=== Data extract ===

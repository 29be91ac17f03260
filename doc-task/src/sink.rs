//! Receivers of finalized trial records.

use crate::error::SinkError;
use crate::trial::TrialRecord;
use std::fs::{File, OpenOptions};
use std::io::{BufWriter, Write};
use std::path::Path;
use std::sync::{Arc, Mutex};

/// Anything that wants each finished trial.
pub trait TrialSink: Send {
    fn publish(&mut self, record: &TrialRecord) -> Result<(), SinkError>;

    fn flush(&mut self) -> Result<(), SinkError> {
        Ok(())
    }
}

/// Appends one JSON object per trial to a file.
pub struct JsonLinesSink {
    writer: BufWriter<File>,
}

impl JsonLinesSink {
    /// Opens `path` for appending, creating it if needed.
    pub fn create(path: &Path) -> Result<Self, SinkError> {
        let file = OpenOptions::new().create(true).append(true).open(path)?;
        Ok(Self {
            writer: BufWriter::new(file),
        })
    }
}

impl TrialSink for JsonLinesSink {
    fn publish(&mut self, record: &TrialRecord) -> Result<(), SinkError> {
        serde_json::to_writer(&mut self.writer, record)?;
        self.writer.write_all(b"\n")?;
        Ok(())
    }

    fn flush(&mut self) -> Result<(), SinkError> {
        self.writer.flush()?;
        Ok(())
    }
}

/// Keeps records in memory. Clones share the same buffer.
#[derive(Debug, Clone, Default)]
pub struct MemorySink {
    records: Arc<Mutex<Vec<TrialRecord>>>,
}

impl MemorySink {
    pub fn new() -> Self {
        Self::default()
    }

    pub fn records(&self) -> Vec<TrialRecord> {
        self.records.lock().map(|r| r.clone()).unwrap_or_default()
    }

    pub fn len(&self) -> usize {
        self.records.lock().map(|r| r.len()).unwrap_or(0)
    }

    pub fn is_empty(&self) -> bool {
        self.len() == 0
    }
}

impl TrialSink for MemorySink {
    fn publish(&mut self, record: &TrialRecord) -> Result<(), SinkError> {
        if let Ok(mut records) = self.records.lock() {
            records.push(record.clone());
        }
        Ok(())
    }
}

#[cfg(test)]
mod tests {
    use super::*;
    use crate::trial::{EndReason, Outcome, TrialParams};

    fn record(index: u64) -> TrialRecord {
        TrialRecord {
            index,
            params: TrialParams::go(2.0),
            outcome: Some(Outcome::Hit),
            success: Some(true),
            aborted: false,
            ended_by: EndReason::Completed,
            started_at: 0.0,
            ended_at: 3.0,
            events: Vec::new(),
            licks: Vec::new(),
            rewards: Vec::new(),
            stimulus_changes: Vec::new(),
            cumulative_volume: 0.008,
            cumulative_rewards: 1,
        }
    }

    #[test]
    fn json_lines_append_one_record_per_line() {
        let path = std::env::temp_dir().join(format!("doc-sink-{}.jsonl", std::process::id()));
        let _ = std::fs::remove_file(&path);
        {
            let mut sink = JsonLinesSink::create(&path).unwrap();
            sink.publish(&record(0)).unwrap();
            sink.publish(&record(1)).unwrap();
            sink.flush().unwrap();
        }
        let text = std::fs::read_to_string(&path).unwrap();
        let lines: Vec<_> = text.lines().collect();
        assert_eq!(lines.len(), 2);
        let back: TrialRecord = serde_json::from_str(lines[1]).unwrap();
        assert_eq!(back.index, 1);
        assert_eq!(back.outcome, Some(Outcome::Hit));
        std::fs::remove_file(&path).unwrap();
    }

    #[test]
    fn memory_sink_clones_share_records() {
        let sink = MemorySink::new();
        let mut handle = sink.clone();
        handle.publish(&record(0)).unwrap();
        assert_eq!(sink.len(), 1);
        assert!(!sink.is_empty());
    }
}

===

Problem requirements. Look through the preceding entries for the word "TrialParams". Report how many lines hold it, and only that number.

Problem solution. 2